MP-0000.1453.23 | The Prairies, looking west, MB, 1858
The Prairies, looking west, MB, 1858
Humphrey Lloyd Hime
1858, 19th century
Silver salts on paper mounted on paper - Albumen process
13 x 17 cm
© McCord Museum
Keywords: Landscape (2230) , Photograph (77678)
Keys to History
Born in Ireland, H. L. Hime came to Canada in 1854 and joined the Assiniboine and Saskatchewan Exploring Expedition of 1858 as official photographer. His photographs are probably the first ever taken of the Canadian prairies. He has set up his camera, which used the complicated wet collodion process, on the west bank of Manitoba's Red River and pointed it west. The land is almost totally featureless, seemingly without human or animal inhabitants. It had, of course, a First Nations and Métis population, but Hime has concentrated on the land itself.
This is an early photograph of the Manitoba prairies, showing the native grassland as it was before the arrival of settlers from the east.

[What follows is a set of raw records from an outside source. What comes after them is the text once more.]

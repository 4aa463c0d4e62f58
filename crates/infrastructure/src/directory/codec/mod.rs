pub mod embedded_address;
pub mod message_builder;
pub mod record_type_map;
pub mod response_parser;

pub use embedded_address::decode_embedded_address;
pub use message_builder::{FramedQuery, MessageBuilder};
pub use record_type_map::RecordTypeMapper;
pub use response_parser::{response_id, AAnswer, Answer, DirectoryResponse, ResponseParser, SrvAnswer};
pub mod errors;
pub mod logging;
pub mod resolver;
pub mod root;

pub use errors::ConfigError;
pub use logging::LoggingConfig;
pub use resolver::ResolverConfig;
pub use root::{CliOverrides, Config};
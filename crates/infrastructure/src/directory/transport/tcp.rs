use ferrous_discovery_domain::DiscoveryError;
use std::time::Duration;
use tokio::io::{AsyncReadExt, AsyncWriteExt};

/// Write an already length-prefixed message, bounded by `timeout`.
pub async fn write_framed<S>(
    stream: &mut S,
    framed: &[u8],
    timeout: Duration,
    server: &str,
) -> Result<(), DiscoveryError>
where
    S: AsyncWriteExt + Unpin,
{
    tokio::time::timeout(timeout, async {
        stream.write_all(framed).await?;
        stream.flush().await
    })
    .await
    .map_err(|_| DiscoveryError::TransportTimeout {
        server: server.to_string(),
        operation: "write",
    })?
    .map_err(|e| DiscoveryError::Transport {
        server: server.to_string(),
        reason: format!("Failed to write query: {}", e),
    })
}

/// Read one length-prefixed message and return it without the prefix.
///
/// The prefix and the body are each read under a fresh `timeout`, and the
/// body read loops until exactly the declared number of bytes arrived.
pub async fn read_with_length_prefix<S>(
    stream: &mut S,
    timeout: Duration,
    server: &str,
) -> Result<Vec<u8>, DiscoveryError>
where
    S: AsyncReadExt + Unpin,
{
    let mut len_buf = [0u8; 2];
    read_exact_within(stream, &mut len_buf, timeout, server, "read length").await?;

    let response_len = u16::from_be_bytes(len_buf) as usize;
    let mut response = vec![0u8; response_len];
    read_exact_within(stream, &mut response, timeout, server, "read body").await?;

    Ok(response)
}

async fn read_exact_within<S>(
    stream: &mut S,
    buf: &mut [u8],
    timeout: Duration,
    server: &str,
    operation: &'static str,
) -> Result<(), DiscoveryError>
where
    S: AsyncReadExt + Unpin,
{
    tokio::time::timeout(timeout, stream.read_exact(buf))
        .await
        .map_err(|_| DiscoveryError::TransportTimeout {
            server: server.to_string(),
            operation,
        })?
        .map(|_| ())
        .map_err(|e| DiscoveryError::Transport {
            server: server.to_string(),
            reason: format!("Failed to {}: {}", operation, e),
        })
}
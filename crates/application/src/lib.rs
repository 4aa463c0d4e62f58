//! Ferrous Discovery Application Layer
pub mod ports;
pub mod services;
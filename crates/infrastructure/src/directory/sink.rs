use ferrous_discovery_application::ports::DiagnosticSink;
use std::fmt;
use tracing::warn;

/// Forwards resolver diagnostics to `tracing` at WARN level.
#[derive(Debug, Default, Clone, Copy)]
pub struct TracingSink;

impl DiagnosticSink for TracingSink {
    fn log(&self, args: fmt::Arguments<'_>) {
        warn!(target: "ferrous_discovery::diagnostics", "{}", args);
    }
}
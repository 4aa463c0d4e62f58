//! Ferrous Discovery Infrastructure Layer
pub mod directory;
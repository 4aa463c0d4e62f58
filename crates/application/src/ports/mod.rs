mod diagnostic_sink;
mod endpoint_resolver;

pub use diagnostic_sink::{DiagnosticSink, NoopSink};
pub use endpoint_resolver::{EndpointResolver, UpdateOutcome};
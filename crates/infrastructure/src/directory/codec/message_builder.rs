//! Directory query construction
//!
//! Builds single-question DNS queries in wire format using `hickory-proto`
//! and frames them for a TCP stream (RFC 1035 §4.2.2 length prefix).

use super::record_type_map::RecordTypeMapper;
use ferrous_discovery_domain::{DiscoveryError, RecordType};
use hickory_proto::op::{Message, MessageType, OpCode, Query};
use hickory_proto::rr::{DNSClass, Name};
use hickory_proto::serialize::binary::{BinEncodable, BinEncoder};

const LENGTH_PREFIX_LEN: usize = 2;

/// A query ready to be written to a stream: 2-byte big-endian length
/// followed by the DNS message.
#[derive(Debug, Clone, PartialEq, Eq)]
pub struct FramedQuery {
    id: u16,
    bytes: Vec<u8>,
}

impl FramedQuery {
    pub fn id(&self) -> u16 {
        self.id
    }

    /// Prefix and message, as sent on the wire.
    pub fn as_bytes(&self) -> &[u8] {
        &self.bytes
    }

    /// The DNS message without its length prefix.
    pub fn message(&self) -> &[u8] {
        &self.bytes[LENGTH_PREFIX_LEN..]
    }
}

pub struct MessageBuilder;

impl MessageBuilder {
    /// Build a framed query for `name` with a random ID and class IN.
    pub fn build_query(name: &Name, record_type: RecordType) -> Result<FramedQuery, DiscoveryError> {
        let mut query = Query::new();
        query.set_name(name.clone());
        query.set_query_type(RecordTypeMapper::to_hickory(record_type));
        query.set_query_class(DNSClass::IN);

        let id = fastrand::u16(..);
        let mut message = Message::new(id, MessageType::Query, OpCode::Query);
        message.add_query(query);

        let bytes = Self::serialize_framed(&message)?;
        Ok(FramedQuery { id, bytes })
    }

    fn serialize_framed(message: &Message) -> Result<Vec<u8>, DiscoveryError> {
        let mut message_buf = Vec::with_capacity(512);
        let mut encoder = BinEncoder::new(&mut message_buf);
        message
            .emit(&mut encoder)
            .map_err(|e| DiscoveryError::QueryEncoding(e.to_string()))?;

        let prefix = u16::try_from(message_buf.len()).map_err(|_| {
            DiscoveryError::QueryEncoding(format!(
                "Query of {} bytes does not fit a TCP frame",
                message_buf.len()
            ))
        })?;

        let mut framed = Vec::with_capacity(LENGTH_PREFIX_LEN + message_buf.len());
        framed.extend_from_slice(&prefix.to_be_bytes());
        framed.extend_from_slice(&message_buf);
        Ok(framed)
    }
}

#[cfg(test)]
mod tests {
    use super::*;
    use std::str::FromStr;

    fn name(s: &str) -> Name {
        Name::from_str(s).unwrap()
    }

    #[test]
    fn test_prefix_matches_message_length() {
        let query = MessageBuilder::build_query(&name("foo.service.dc1.consul."), RecordType::SRV)
            .unwrap();

        let bytes = query.as_bytes();
        let declared = u16::from_be_bytes([bytes[0], bytes[1]]) as usize;
        assert_eq!(declared, bytes.len() - 2);
        assert_eq!(query.message().len(), declared);
    }

    #[test]
    fn test_header_carries_id_and_one_question() {
        let query =
            MessageBuilder::build_query(&name("web.service.dc1.consul."), RecordType::A).unwrap();

        let msg = query.message();
        assert_eq!(u16::from_be_bytes([msg[0], msg[1]]), query.id());
        assert_eq!(msg[2] & 0x80, 0, "QR bit must be clear on a query");
        assert_eq!(u16::from_be_bytes([msg[4], msg[5]]), 1, "QDCOUNT");
        assert_eq!(u16::from_be_bytes([msg[6], msg[7]]), 0, "ANCOUNT");
    }

    #[test]
    fn test_question_type_and_class() {
        let query =
            MessageBuilder::build_query(&name("foo.service.dc1.consul."), RecordType::SRV).unwrap();

        let parsed = Message::from_vec(query.message()).unwrap();
        let question = &parsed.queries()[0];
        assert_eq!(question.name(), &name("foo.service.dc1.consul."));
        assert_eq!(question.query_type(), hickory_proto::rr::RecordType::SRV);
        assert_eq!(question.query_class(), DNSClass::IN);
    }

    #[test]
    fn test_ids_vary_between_queries() {
        let target = name("foo.service.dc1.consul.");
        let ids: std::collections::HashSet<u16> = (0..32)
            .map(|_| MessageBuilder::build_query(&target, RecordType::SRV).unwrap().id())
            .collect();
        assert!(ids.len() > 1);
    }
}
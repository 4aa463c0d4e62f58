use ferrous_discovery_application::ports::DiagnosticSink;
use std::fmt;
use std::sync::Mutex;

#[derive(Default)]
pub struct RecordingSink {
    lines: Mutex<Vec<String>>,
}

impl RecordingSink {
    pub fn lines(&self) -> Vec<String> {
        self.lines.lock().unwrap().clone()
    }
}

impl DiagnosticSink for RecordingSink {
    fn log(&self, args: fmt::Arguments<'_>) {
        self.lines.lock().unwrap().push(args.to_string());
    }
}
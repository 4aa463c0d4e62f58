use std::fmt;
use std::sync::Arc;

use crate::DiscoveryError;

const MAX_LABEL_LEN: usize = 63;
const MAX_NAME_LEN: usize = 255;

/// The fully-qualified question a service resolves through:
/// `<service>.service.<datacenter>.<domain>.`
#[derive(Debug, Clone, PartialEq, Eq, Hash)]
pub struct ServiceQuery {
    service: Arc<str>,
    name: Arc<str>,
}

impl ServiceQuery {
    pub fn new(service: &str, datacenter: &str, domain: &str) -> Result<Self, DiscoveryError> {
        let domain = domain.strip_suffix('.').unwrap_or(domain);

        for (part, value) in [
            ("service", service),
            ("datacenter", datacenter),
            ("domain", domain),
        ] {
            if value.is_empty() {
                return Err(DiscoveryError::InvalidServiceName(format!(
                    "{} cannot be empty",
                    part
                )));
            }
        }

        let name = format!("{}.service.{}.{}.", service, datacenter, domain);
        validate_name(&name)?;

        Ok(Self {
            service: Arc::from(service),
            name: Arc::from(name),
        })
    }

    pub fn service(&self) -> &str {
        &self.service
    }

    /// Canonical, dot-terminated query name.
    pub fn name(&self) -> &str {
        &self.name
    }
}

impl fmt::Display for ServiceQuery {
    fn fmt(&self, f: &mut fmt::Formatter<'_>) -> fmt::Result {
        f.write_str(&self.name)
    }
}

fn validate_name(name: &str) -> Result<(), DiscoveryError> {
    if name.len() > MAX_NAME_LEN {
        return Err(DiscoveryError::InvalidServiceName(format!(
            "'{}' exceeds {} bytes",
            name, MAX_NAME_LEN
        )));
    }

    let trimmed = name.strip_suffix('.').unwrap_or(name);
    for label in trimmed.split('.') {
        if label.is_empty() {
            return Err(DiscoveryError::InvalidServiceName(format!(
                "'{}' contains an empty label",
                name
            )));
        }
        if label.len() > MAX_LABEL_LEN {
            return Err(DiscoveryError::InvalidServiceName(format!(
                "label '{}' exceeds {} bytes",
                label, MAX_LABEL_LEN
            )));
        }
        if label.bytes().any(|b| b.is_ascii_whitespace() || !b.is_ascii()) {
            return Err(DiscoveryError::InvalidServiceName(format!(
                "label '{}' contains whitespace or non-ASCII characters",
                label
            )));
        }
    }

    Ok(())
}
use serde::{Deserialize, Serialize};
use std::fmt;
use std::net::{Ipv4Addr, SocketAddr, SocketAddrV4};
use std::str::FromStr;

/// A resolved service instance, rendered as `ip:port`.
#[derive(Debug, Clone, Copy, PartialEq, Eq, Hash, PartialOrd, Ord, Deserialize, Serialize)]
#[serde(into = "String", try_from = "String")]
pub struct Endpoint(SocketAddrV4);

impl Endpoint {
    pub fn new(ip: Ipv4Addr, port: u16) -> Self {
        Self(SocketAddrV4::new(ip, port))
    }

    pub fn ip(&self) -> Ipv4Addr {
        *self.0.ip()
    }

    pub fn port(&self) -> u16 {
        self.0.port()
    }

    pub fn socket_addr(&self) -> SocketAddr {
        SocketAddr::V4(self.0)
    }
}

impl From<SocketAddrV4> for Endpoint {
    fn from(addr: SocketAddrV4) -> Self {
        Self(addr)
    }
}

impl fmt::Display for Endpoint {
    fn fmt(&self, f: &mut fmt::Formatter<'_>) -> fmt::Result {
        write!(f, "{}", self.0)
    }
}

impl FromStr for Endpoint {
    type Err = String;

    fn from_str(s: &str) -> Result<Self, Self::Err> {
        s.parse::<SocketAddrV4>()
            .map(Self)
            .map_err(|e| format!("Invalid endpoint '{}': {}", s, e))
    }
}

impl From<Endpoint> for String {
    fn from(endpoint: Endpoint) -> Self {
        endpoint.to_string()
    }
}

impl TryFrom<String> for Endpoint {
    type Error = String;

    fn try_from(value: String) -> Result<Self, Self::Error> {
        value.parse()
    }
}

The photographer has set his camera up on the west bank of the Red River and pointed it towards the western horizon.
The picture was taken in 1858, but could have been taken any time in the previous thousand years. Within a generation, however, the scene will change a great deal.
Photographer H. L. Hime carried his bulky camera, which used the wet collodion process, to the Prairies to take these early pictures.